Coping with primary school homework

by | May 21, 2014

Have you ever found yourself wondering who your primary aged children’s homework is actually for, them or you?

Starting from reception age, most UK children are given some task or other to complete on a weekly basis. It’s not compulsory by law or anything, but yet it is encouraged. Schools nowadays call it home learning, because essentially that’s what it is. They rely heavily on the parents to help them fulfil their curriculum needs, so homework isn’t just an opportunity to reinforce what the children have been learning at school. It’s much more than that.

Attitudes to homework differ according to the child. My eldest child has always been very much against the idea of doing any homework (at all) and it has always been a battle to get her to do it. What happens in cases like these is you find that huge chunks of your weekend are taken up doing projects that are no fun for anyone and you are left wondering what your child is gaining from it all. It’s difficult to find a balance. The teachers are always the first to say that you should never force the children to do their homework, especially if it is turning into a battle with tears and tantrums. But at the same, you need to instil in to your child that they can’t always pick and choose what they want to do in life and that some things have to be done whether they like it or not.

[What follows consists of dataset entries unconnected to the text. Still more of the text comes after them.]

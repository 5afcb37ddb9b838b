//! Simulation constants and tuning parameters.
//!
//! Durations are expressed in ticks at [`TICK_RATE`]. Distances and speeds are
//! in world units (pixels of the reference 1024x768 playfield).

/// Simulation tick rate (Hz).
pub const TICK_RATE: u32 = 60;

/// Seconds per tick.
pub const DT: f64 = 1.0 / TICK_RATE as f64;

// --- Run ---

/// Currency at the start of a run.
pub const STARTING_CASH: u32 = 200;

/// Base (player) hit points at the start of a run.
pub const STARTING_BASE_HP: f64 = 100.0;

/// Default cap on simultaneously placed towers.
pub const MAX_TOWERS: usize = 20;

/// Number of waves in a full run.
pub const MAX_WAVES: u32 = 50;

/// Default enemy path across the reference playfield.
pub const DEFAULT_PATH: [(f64, f64); 8] = [
    (100.0, 50.0),
    (300.0, 50.0),
    (300.0, 250.0),
    (500.0, 250.0),
    (500.0, 450.0),
    (700.0, 450.0),
    (700.0, 650.0),
    (900.0, 650.0),
];

// --- Placement ---

/// Width of the no-build corridor around each path segment.
pub const PATH_CORRIDOR_WIDTH: f64 = 40.0;

/// Edge length of a tower's square footprint.
pub const TOWER_FOOTPRINT: f64 = 40.0;

/// Minimum center-to-center distance between two towers.
pub const TOWER_MIN_SEPARATION: f64 = 40.0;

// --- Hit boxes ---

/// Edge length of an enemy's square hit box.
pub const ENEMY_HITBOX: f64 = 40.0;

/// Edge length of a travelling projectile's square hit box.
pub const PROJECTILE_HITBOX: f64 = 6.0;

// --- Waves ---

/// Upper bound on the enemy count of a regular wave.
pub const REGULAR_WAVE_CAP: u32 = 15;

/// Inter-spawn delay at wave 0 (milliseconds).
pub const SPAWN_DELAY_BASE_MS: u64 = 1000;

/// Inter-spawn delay reduction per wave (milliseconds).
pub const SPAWN_DELAY_STEP_MS: u64 = 10;

/// Inter-spawn delay floor (milliseconds).
pub const SPAWN_DELAY_FLOOR_MS: u64 = 500;

/// Longest spawn delay a run config may ask for.
pub const MAX_SPAWN_DELAY_MS: u64 = 60_000;

/// Crystalbacks join the regular pool after this wave.
pub const CRYSTALBACK_UNLOCK_WAVE: u32 = 10;

/// Regenerators join the regular pool after this wave.
pub const REGENERATOR_UNLOCK_WAVE: u32 = 20;

/// Stormlords join the regular pool after this wave.
pub const STORMLORD_UNLOCK_WAVE: u32 = 35;

/// Hit points grow by [`HP_SCALE_PER_STEP`] every this many waves.
pub const HP_SCALE_WAVE_STEP: u32 = 5;

/// Fractional hit-point increase per scaling step.
pub const HP_SCALE_PER_STEP: f64 = 0.2;

/// Stormlords spawned past this wave get [`STORMLORD_LATE_MULTIPLIER`] hit points.
pub const STORMLORD_LATE_WAVE: u32 = 35;

/// Late-game Stormlord hit-point multiplier.
pub const STORMLORD_LATE_MULTIPLIER: f64 = 2.0;

/// The wave-completion bonus steps up every this many waves.
pub const WAVE_BONUS_STEP: u32 = 10;

/// Cash added to the wave-completion bonus per step.
pub const WAVE_BONUS_PER_STEP: u32 = 10;

// --- Enemies ---

pub const FLYER_HP: f64 = 18.0;
pub const FLYER_SPEED: f64 = 1.0;
pub const FLYER_DAMAGE: f64 = 5.0;
pub const FLYER_REWARD: u32 = 10;

pub const CRYSTALBACK_HP: f64 = 108.0;
pub const CRYSTALBACK_SPEED: f64 = 0.75;
pub const CRYSTALBACK_DAMAGE: f64 = 20.0;
pub const CRYSTALBACK_REWARD: u32 = 15;
/// Ticks between crystal drops (3 seconds).
pub const CRYSTAL_PERIOD_TICKS: u32 = 180;

pub const REGENERATOR_HP: f64 = 90.0;
pub const REGENERATOR_SPEED: f64 = 0.4;
pub const REGENERATOR_DAMAGE: f64 = 15.0;
pub const REGENERATOR_REWARD: u32 = 15;
/// Ticks between self-heals (0.5 seconds).
pub const REGENERATOR_HEAL_PERIOD_TICKS: u32 = 30;
pub const REGENERATOR_HEAL_AMOUNT: f64 = 8.0;

pub const STORMLORD_HP: f64 = 144.0;
pub const STORMLORD_SPEED: f64 = 0.45;
pub const STORMLORD_DAMAGE: f64 = 25.0;
pub const STORMLORD_REWARD: u32 = 20;
/// Ticks between lightning strikes (6 seconds).
pub const STORMLORD_STRIKE_PERIOD_TICKS: u32 = 360;

pub const STORMLORD_BOSS_HP: f64 = 4800.0;
pub const STORMLORD_BOSS_SPEED: f64 = 0.35;
pub const STORMLORD_BOSS_DAMAGE: f64 = 100.0;
/// Ticks between boss lightning strikes (3 seconds).
pub const STORMLORD_BOSS_STRIKE_PERIOD_TICKS: u32 = 180;
/// Boss lightning deals this multiple of contact damage.
pub const STORMLORD_BOSS_STRIKE_MULTIPLIER: f64 = 2.0;
pub const STORMLORD_BOSS_REGEN: f64 = 20.0;

pub const DEVASTATOR_MAX_STAGE: u8 = 4;
pub const DEVASTATOR_HP_PER_STAGE: f64 = 480.0;
pub const DEVASTATOR_SPEED_BASE: f64 = 0.5;
pub const DEVASTATOR_SPEED_PER_STAGE: f64 = 0.075;
pub const DEVASTATOR_DAMAGE_PER_STAGE: f64 = 50.0;
pub const DEVASTATOR_REWARD_PER_STAGE: u32 = 50;
/// Special ability period per stage (index 0 = stage 1).
pub const DEVASTATOR_SPECIAL_PERIOD_TICKS: [u32; 4] = [360, 300, 270, 240];
/// Minions summoned per special, per stage.
pub const DEVASTATOR_SUMMON_COUNT: [u32; 4] = [0, 0, 2, 3];
pub const DEVASTATOR_AREA_DAMAGE: f64 = 20.0;
pub const DEVASTATOR_FINAL_REGEN: f64 = 5.0;

/// Ticks between regeneration pulses for regenerating bosses (1 second).
pub const BOSS_REGEN_PERIOD_TICKS: u32 = 60;

/// Ticks between direct base strikes by final-form bosses (7 seconds).
pub const BASE_STRIKE_PERIOD_TICKS: u32 = 420;
pub const BASE_STRIKE_DAMAGE: f64 = 5.0;

/// Reach of a single-target enemy strike against towers.
pub const ENEMY_STRIKE_RADIUS: f64 = 150.0;

/// Radius of an enemy area attack against towers.
pub const ENEMY_AREA_ATTACK_RADIUS: f64 = 120.0;

// --- Crystals ---

/// Ticks a dropped crystal stays collectable (10 seconds).
pub const CRYSTAL_LIFETIME_TICKS: u64 = 600;
pub const CRYSTAL_VALUE: u32 = 5;
pub const CRYSTAL_PICKUP_RADIUS: f64 = 20.0;

// --- Towers ---

pub const TOWER_MAX_HP: f64 = 100.0;

pub const CANNON_DAMAGE: f64 = 12.0;
pub const CANNON_RANGE: f64 = 100.0;
pub const CANNON_FIRE_TICKS: u64 = 60;
pub const CANNON_COST: u32 = 100;

pub const MASER_DAMAGE: f64 = 7.5;
pub const MASER_RANGE: f64 = 150.0;
pub const MASER_FIRE_TICKS: u64 = 90;
pub const MASER_COST: u32 = 150;
pub const MASER_SLOW_MAGNITUDE: f64 = 0.5;
/// Slow duration (2 seconds).
pub const MASER_SLOW_TICKS: u32 = 120;

pub const LAUNCHER_DAMAGE: f64 = 22.5;
pub const LAUNCHER_RANGE: f64 = 120.0;
pub const LAUNCHER_FIRE_TICKS: u64 = 120;
pub const LAUNCHER_COST: u32 = 250;
pub const LAUNCHER_SPLASH_RADIUS: f64 = 50.0;

pub const SUPPORT_RANGE: f64 = 100.0;
pub const SUPPORT_FIRE_TICKS: u64 = 300;
pub const SUPPORT_COST: u32 = 180;
pub const SUPPORT_HEAL_AMOUNT: f64 = 15.0;

pub const LANCER_DAMAGE: f64 = 45.0;
pub const LANCER_RANGE: f64 = 200.0;
pub const LANCER_FIRE_TICKS: u64 = 180;
pub const LANCER_COST: u32 = 350;
pub const LANCER_BEAM_WIDTH: f64 = 10.0;

// --- Projectiles and effects ---

pub const BOLT_SPEED: f64 = 10.0;
pub const MASER_BOLT_SPEED: f64 = 15.0;
pub const MISSILE_SPEED: f64 = 8.0;

/// Fraction of primary damage dealt to enemies caught in a splash.
pub const SPLASH_DAMAGE_FACTOR: f64 = 0.5;

/// Beam lifetime; with [`BEAM_DAMAGE_FRACTION`] a full beam deals its nominal damage.
pub const BEAM_DURATION_TICKS: u64 = 10;
pub const BEAM_DAMAGE_FRACTION: f64 = 0.1;

/// Heal zone lifetime (0.5 seconds).
pub const HEAL_ZONE_DURATION_TICKS: u64 = 30;
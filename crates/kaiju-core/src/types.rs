//! Fundamental simulation types.

use serde::{Deserialize, Serialize};

use crate::constants::{DT, TICK_RATE};

pub use glam::DVec2;

/// Simulation time tracking.
#[derive(Debug, Clone, Copy, Default, PartialEq, Serialize, Deserialize)]
pub struct SimTime {
    /// Current tick number (increments by 1 each tick).
    pub tick: u64,
    /// Elapsed simulation time in seconds.
    pub elapsed_secs: f64,
}

impl SimTime {
    /// Advance by one tick.
    pub fn advance(&mut self) {
        self.tick += 1;
        self.elapsed_secs += DT;
    }
}

/// Convert milliseconds to whole ticks (rounded to nearest, saturating).
pub fn ms_to_ticks(ms: u64) -> u64 {
    ms.saturating_mul(TICK_RATE as u64).saturating_add(500) / 1000
}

I have found that the best way to deal with reluctant home learners is to strike a deal, whereby you do an agreed amount at any one time, either per week or splitting it up and doing a little bit each day. A kitchen timer can be useful for setting an agreed time and once it goes off, the homework is put away. If your child really digs their heels in about doing something, then you should speak to their teacher. You may enjoy getting your creative head on and producing a brilliant papier mache model, but the fact that you’ve done it for them won’t help your child. All that tells them is that they really don’t need to bother.

My eldest is in year 5 now and she is able to go to her room and do her homework by herself. She understands that she can come to us for help at any time and we are more than happy to do that. What we weren’t happy with was her previous attitude of ‘I can’t do it’ and therefore not even bothering to try. It has been an on going struggle, but we are getting there.

I haven’t had the same sort of difficulties with my middle daughter, who is now seven. But at times she will just burst in to tears if she doesn’t understand something. When this happens you get nowhere by attempting to explain things, you just have to leave it till another time. What helps my younger daughter though, is that she sees that her older sister has to do her homework, so she knows that it is something that is expected of her.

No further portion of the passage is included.